Of course, once that hurdle is cleared, this ruling doesn’t make consumers more likely to win a lawsuit. “This doesn’t say anything about whether or not Apple did violate antitrust law,” says John Bergmayer, senior counsel at digital rights nonprofit Public Knowledge. “It just says you can bring more lawsuits.”
So will more people start suing platforms?
It’s plausible, and not everyone thinks that’s a good thing.
Morgan Reed, president of industry group The App Association, argues that yesterday’s ruling could result in onerous lawsuits that won’t ultimately help consumers. Reed points to the Supreme Court’s dissenting opinion, where Justice Neil Gorsuch claimed platforms might try to avoid the “direct seller” label with inefficient workarounds, like making developers handle their own payments and then write a check to Apple.
On the other hand, if Apple loses Apple v. Pepper, then maybe some platforms should be facing more lawsuits. “If all of a sudden there are a bunch of victories for plaintiffs against platforms … then that shows that this doctrine was basically allowing violations of antitrust law,” says Bergman. “Because this legal doctrine prevented the only party who was really harmed from bringing the suit.”

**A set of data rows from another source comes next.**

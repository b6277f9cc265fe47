//! Case execution orchestration.
//!
//! Coordinates config merging, the in-process pipeline run, checks and
//! result capture.

use std::path::{Path, PathBuf};

use anyhow::{Context, Result};
use chrono::Utc;
use recall::io::config::RecallConfig;
use recall::pipeline::{ask, run_status};
use tracing::{debug, info, instrument};

use crate::case::CaseFile;
use crate::config::apply_case_config;
use crate::judge::{run_checks, write_judgment};
use crate::metrics::score;
use crate::outcome::{Outcome, classify_outcome};
use crate::results::{CaptureInput, capture_results, update_outcome};

/// Result of running a single case.
#[derive(Debug)]
pub struct RunOutcome {
    /// Unique identifier for this eval run.
    pub eval_run_id: String,
    /// Path to the results directory.
    pub results_dir: PathBuf,
    /// Classified outcome.
    pub outcome: Outcome,
}

pub fn eval_run_id(run_num: u32) -> String {
    format!("eval-{}-{run_num}", Utc::now().format("%Y%m%d_%H%M%S"))
}

/// Run a case end-to-end: pipeline, checks, result capture.
#[instrument(skip_all, fields(case_id = %case.case.id))]
pub fn run_case(
    repo_root: &Path,
    case_path: &Path,
    case: &CaseFile,
    eval_run_id: &str,
) -> Result<RunOutcome> {
    info!("case run started");

    let cfg = apply_case_config(RecallConfig::default(), &case.config, repo_root)
        .context("apply case config")?;
    debug!(dirs = ?cfg.search.dirs, "config resolved");

    let started_at = Utc::now();
    let result = ask(&cfg, case.case.query.as_str()).context("build pipeline")?;
    let finished_at = Utc::now();

    let (state, status, error) = match result {
        Ok(state) => {
            let status = run_status(&state);
            (state, Some(status), None)
        }
        Err(failure) => {
            let (error, state) = failure.into_parts();
            (state, None, Some(error.to_string()))
        }
    };
    // A failed run is judged as if it returned nothing.
    let judged = status.map(|_| &state);
    info!(
        status = ?status,
        duration_secs = (finished_at - started_at).num_milliseconds() as f64 / 1000.0,
        "pipeline finished"
    );

    let retrieval = score(judged, &case.case.relevant_files);
    let capture_input = CaptureInput {
        case_id: &case.case.id,
        case_path,
        eval_run_id,
        query: &case.case.query,
        state: &state,
        error,
        retrieval,
        started_at,
        finished_at,
        repo_root,
    };
    let results_dir = capture_results(&repo_root.join("eval").join("results"), &capture_input)
        .context("capture results")?;

    debug!("running checks");
    let judgment = run_checks(&case.checks, judged);
    write_judgment(&results_dir.join("checks.json"), &judgment).context("write checks")?;

    let outcome = classify_outcome(status, &judgment);
    update_outcome(&results_dir, outcome).context("update outcome")?;

    info!(outcome = ?outcome, results_dir = %results_dir.display(), "case run complete");

    Ok(RunOutcome {
        eval_run_id: eval_run_id.to_string(),
        results_dir,
        outcome,
    })
}

#[cfg(test)]
mod tests {
    use std::fs;

    use super::*;

    #[test]
    fn eval_run_id_format() {
        let id = eval_run_id(2);
        assert!(id.starts_with("eval-"));
        assert!(id.ends_with("-2"));
    }

    #[test]
    fn zero_budget_case_is_captured_as_degraded() {
        let temp = tempfile::tempdir().expect("tempdir");
        let case_path = temp.path().join("eval/cases/budget.toml");
        fs::create_dir_all(case_path.parent().expect("parent")).expect("cases dir");
        fs::write(
            &case_path,
            "[case]\nid = \"budget\"\nquery = \"lease\"\n[config]\nbudget_secs = 0.0\n[[checks]]\ntype = \"min_candidates\"\ncount = 1\n",
        )
        .expect("case");
        let case = CaseFile::load(&case_path).expect("load");

        let outcome = run_case(temp.path(), &case_path, &case, "eval-test-1").expect("run");
        assert_eq!(outcome.outcome, Outcome::Degraded);
        assert!(outcome.results_dir.join("meta.json").exists());
        assert!(outcome.results_dir.join("checks.json").exists());
        assert!(outcome.results_dir.join("state.json").exists());
    }
}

Is this part of the larger backlash against tech?
Apple v. Pepper was filed nearly a decade ago, long before the recent calls for antitrust reform and regulation. The Supreme Court was upholding a decision from early 2017, which also predates much of the controversy. As we discussed above, this isn’t a sweeping rewrite of antitrust law or a call to break up Apple. And the ruling also won’t make it easier to sue tech companies for other reasons. It’s narrowly tailored to establish whether someone has standing to file an antitrust complaint — not whether they can sue a platform for kicking them out or facilitating harassment.
Kavanaugh’s choice to side with four liberal justices could theoretically reflect a growing Republican push to regulate tech companies: he’s the newest justice, appointed just last year while the tech backlash was in full swing. But Rifkin insists that this ruling was based on a question of interpretation, not party politics. “I don’t think this is a liberal or a conservative kind of issue,” he says.
But even if there’s not a direct link to other issues, Apple vs. Pepper is certainly part of an attempt to limit the massive power of a few big tech companies. “We’ve seen explosive growth in the App Store, and that doesn’t just reflect the growth and popularity of iPhone apps. It also reflects Apple’s iron-fisted control of the distribution,” says Rifkin. “The concentration of control in the hands of a single company, whether it’s Apple or any other company, is going to help us not just prove our case — but I think also be able to demonstrate that this is the wrong sort of thing for e-commerce and the economy generally.”